Even claims the ocean is LESS BASE are wild ass guesses because the composition of elements in the oceans are not well mixed.
Thank you. I am a mechanical engineer, but got good marks in chemistry. This whole “man-made CO2 acidifies the ocean” just flies in the face of reason in a way I find offensive. For gosh sakes the oceans of our earth are dynamical systems (much like our atmosphere) and some incredibly tiny addition of an incredibly tiny elemental fraction of the atmosphere (CO2) somehow by some mechanism un-described somehow results in a chemical reaction making seawater acidic is frankly beyond my comprehension but in certain MSM is a given. I say again: The oceans of the earth are a complex dynamical system. How can a tiny change in a tiny mole-fraction gas deafen fish?
We are descending into barbarism.
Greg, we all know the oceans are buffered, you can’t make anything more acidic until you add enough acid to use up all the buffer. Once all the buffer is used up, then the pH will start to fall.
The most common sense example is people have fish aquariums. It’s common for CO2 levels to be 2000 ppm in a house. People monitor the pH in their aquariums and add buffer to keep the pH from falling.
In order for the ocean pH to fall, it would have to run out of buffer.
If it runs out of buffer – denitrification stops
Everything on the face of this planet dies.
Denitrification is a 10-1-5 (carbonate – ammonia – acid)
It’s not possible for CO2 levels to get high enough to put as much acid in the system as denitrification does.
Adding CO2 causes more limestone to form.
Yep, that’s calcium carbonate. The carbon part.
But it doesn’t just form CaCO3.
There’s also magnesium, boron, phosphates, etc
Collectively they are called carbonates.
Ammonification/nitrification/denitrification liberates it again.
You can keep adding an acid/CO2 to a solution, but you can’t lower the pH until you run out of buffer.
Anyone with a fish aquarium or swimming pool knows that.
From what I’ve seen, too much of climate science is high school science.
Organic chemistry and biological chemistry is way over their heads.
Oh, and denitrification is responsible for almost all of the formation of carbonates….not atmospheric CO2.
Atmospheric CO2 enters the system and is sequestered by phytoplankton.
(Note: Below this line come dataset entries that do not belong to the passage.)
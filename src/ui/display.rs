//! Page renderers for the 16x2 character display.
//!
//! Each function clears the screen and draws a complete page, so calling it
//! twice with the same arguments leaves the same two lines on the display.

use core::fmt::Write;

use embedded_hal::delay::DelayNs;
use heapless::String;

use crate::alert::BuzzerSetting;
use crate::display::CharacterDisplay;
use crate::error::Error;
use crate::gpio::GpioPort;
use crate::weather::{render_metric, truncate, Metric, WeatherStationData};

use super::entry::NumericEntry;

/// Items on the settings page.
pub const SETTINGS_ITEMS: [&str; 2] = ["Buzzer", "WiFi"];

fn write_at<P, D>(display: &mut CharacterDisplay<P, D>, row: u8, column: u8, text: &str) -> Result<(), Error>
where
    P: GpioPort,
    D: DelayNs,
{
    display.set_cursor(row, column)?;
    display.print_str(text)
}

/// Render the Welcome page.
pub fn draw_welcome<P, D>(display: &mut CharacterDisplay<P, D>) -> Result<(), Error>
where
    P: GpioPort,
    D: DelayNs,
{
    display.clear()?;
    write_at(display, 0, 4, "Welcome")?;
    write_at(display, 1, 4, "Pro+ 25")
}

/// Render two consecutive metrics starting at `index`.
pub fn draw_data<P, D>(
    display: &mut CharacterDisplay<P, D>,
    index: u8,
    data: &WeatherStationData,
) -> Result<(), Error>
where
    P: GpioPort,
    D: DelayNs,
{
    let count = Metric::ALL.len();
    let first = Metric::ALL[index as usize % count];
    let second = Metric::ALL[(index as usize + 1) % count];

    display.clear()?;
    write_at(display, 0, 0, &render_metric(first, data))?;
    write_at(display, 1, 0, &render_metric(second, data))
}

pub fn draw_settings<P, D>(display: &mut CharacterDisplay<P, D>, index: u8) -> Result<(), Error>
where
    P: GpioPort,
    D: DelayNs,
{
    display.clear()?;
    write_at(display, 0, 4, "Settings")?;
    write_at(
        display,
        1,
        0,
        SETTINGS_ITEMS[index as usize % SETTINGS_ITEMS.len()],
    )
}

/// Shown while a Wi-Fi scan is running.
pub fn draw_scanning<P, D>(display: &mut CharacterDisplay<P, D>) -> Result<(), Error>
where
    P: GpioPort,
    D: DelayNs,
{
    display.clear()?;
    write_at(display, 0, 0, "Scanning for")?;
    write_at(display, 1, 0, "WiFi networks")
}

/// Network chooser; `ssid` is `None` when the scan found nothing.
pub fn draw_networks<P, D>(display: &mut CharacterDisplay<P, D>, ssid: Option<&str>) -> Result<(), Error>
where
    P: GpioPort,
    D: DelayNs,
{
    display.clear()?;
    match ssid {
        Some(ssid) => {
            write_at(display, 0, 0, "Choose network")?;
            write_at(display, 1, 0, &truncate(ssid))
        }
        None => write_at(display, 0, 0, "No networks"),
    }
}

pub fn draw_connected<P, D>(display: &mut CharacterDisplay<P, D>) -> Result<(), Error>
where
    P: GpioPort,
    D: DelayNs,
{
    display.clear()?;
    write_at(display, 0, 3, "Connected")
}

pub fn draw_connect_failed<P, D>(display: &mut CharacterDisplay<P, D>) -> Result<(), Error>
where
    P: GpioPort,
    D: DelayNs,
{
    display.clear()?;
    write_at(display, 0, 3, "Failed to")?;
    write_at(display, 1, 4, "connect")
}

/// Threshold of one metric, or "Not set".
pub fn draw_buzzer_setting<P, D>(
    display: &mut CharacterDisplay<P, D>,
    setting: &BuzzerSetting,
) -> Result<(), Error>
where
    P: GpioPort,
    D: DelayNs,
{
    let mut title: String<32> = String::new();
    let _ = write!(title, "Alarm {}", setting.name());

    let mut value: String<32> = String::new();
    if setting.initialized {
        let _ = write!(value, "> {:.1}{}", setting.threshold, setting.unit());
    } else {
        let _ = value.push_str("Not set");
    }

    display.clear()?;
    write_at(display, 0, 0, &truncate(&title))?;
    write_at(display, 1, 0, &truncate(&value))
}

/// Numeric entry in progress: typed characters, the unit after a gap and
/// the cursor parked after the last typed character.
pub fn draw_entry<P, D>(
    display: &mut CharacterDisplay<P, D>,
    setting: &BuzzerSetting,
    entry: &NumericEntry,
) -> Result<(), Error>
where
    P: GpioPort,
    D: DelayNs,
{
    let mut title: String<32> = String::new();
    let _ = write!(title, "Set {}", setting.name());

    display.clear()?;
    write_at(display, 0, 0, &truncate(&title))?;
    write_at(display, 1, entry.width() + 1, setting.unit())?;
    write_at(display, 1, 0, entry.text())
}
CaCO2 formation is sight specific in sediments.
I believe Nemo was deaf. If you watch the movie, he never listened to his Dad, so it must be true!
If you suddenly change the environment conditions for any living thing sensory overload is one of the results that will be recovered from with time. It is called adapting but the current crop of Climatologists do not know about the real world.
That is a normal youngster’s reaction. I am in my 60s and the wife is always complaining about my hearing problem. I tell her, I do Not have a hearing problem, I have a problem Hearing YOU! 8)
OMG and I thought I was the only one.